AVILIS stands for atomic vapor laser isotope separation, while MLIS stands for molecular isotope separation.
“Our technology has similarities to those, but it’s proprietary,” Petkov said. “And there are a lot of differences as well between those two.”
The company calls one of its approaches the Aerodynamic Separation Process, or ASP, hence the name ASP Isotopes. That one is more suitable to gasses like silicon, carbon 14, and the like.
The other, called quantum enrichment, is what will be used to price HALEU for TerraPower and other nuclear power approaches, like small modular reactors (SMRs).
More About That TerraPower Partnership
Petkov believes the approach will likely be much cheaper than the traditional approach to uranium enrichment, and that’s one of the reasons TerraPower was willing to place such a huge bet on the company.
TerraPower has agreed to provide some money to help build the first plant in exchange for 10 years of exclusive supply from the new plant.
That first plant, Petkov confirmed, will be built in South Africa.
“We’ll have exclusivity with them through mid-next year,” Petkov said. “Meaning we will be enriching uranium only for them from the facility that will be built there in Pelindaba.”
Once that one-year grace period is over, TerraPower will continue to have 10 years of exclusive supply from the plant, but ASP Istopes will be free to start negotiating deals with new SMR producers and build other plants, some of them likely in America.
“We still haven’t finalized our supply chain, where the feed stock will be coming from,” he said. “But I think this is something that we’ll be doing very closely with TerraPower.”
TerraPower has signed a memorandum of understanding with Uranium Energy, which is ramping up production of Wyoming uranium to potentially supply TerraPower’s Natrium plant with the uranium it will need to operate.
“We have the ambition and the willingness to build multiple enrichment facilities,” Petkov said. “And the United States is one of the countries where we’re very keen to be in the future.”
Petkov said the timeline calls for producing commercial quantities of HALEU by around 2027 or 2028, just in time for the Natrium Plant’s timeline of 2030 to be operational in Kemmerer.
Not Just Cheaper
ASP Isotopes technology is modular, so won’t take a lot of time to scale, Petkov said.
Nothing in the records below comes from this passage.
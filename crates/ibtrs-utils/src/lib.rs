pub mod background_runner;
pub mod backoff;
pub mod semaphore;
pub mod shards;

pub use background_runner::BackgroundRunner;
pub use backoff::{BackoffPolicy, ReconnectBackoff};
pub use semaphore::{AcquireError, Semaphore};
pub use shards::{Shards, current_cpu};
“When you compare it to a traditional centrifuge, it takes around 12-18 months to build an enrichment facility,” he said. “It’s much smaller than a traditional centrifuge, and it can start with a smaller quantity of enrichment.
“We can then add modules to expand capacity. It’s just a copy paste of what we already have, just adding some new equipment.”
The initial plant will produce kilogram quantities of HALEU within two years, Petkove said. From there, it can quickly ramp up to metric tons that customers like Kemmerer’s Natrium plant would require.
If ASP Isotopes is successful in this aim, it stands to make a killing in the sector, meeting what is a massive pent-up demand for enriched HALEU.
“If SMRs really become the answer to the net zero question, and tripling nuclear power is the goal of the government from what we know,” Petkov said. “So, there’s currently very limited supply of any HALEU coming from the Western world.”
Petkov believes the world will soon be desperate for the HALEU ASP Isotopes can provide, at a cheaper price point than traditional commercial methods.
But there’s also one other added bonus to the technique, Petkov added.
“One end goal for us is to use depleted tails for feedstock,” he said. “These depleted tails are effectively nuclear waste, and there are hundreds of thousands of tons lying in the U.S. and in South Africa and the United Kingdom.”
Using up those depleted tails would get rid of a problem that governments have so far struggled to solve, while further bringing down the cost of HALEU production.
Given that fuel rods for many of the new nuclear concepts would be in use for 50 or so years that would go a long way toward reducing nuclear wastes now and in the future.
“And that’s where we want to be in the longer term,” Petkov said.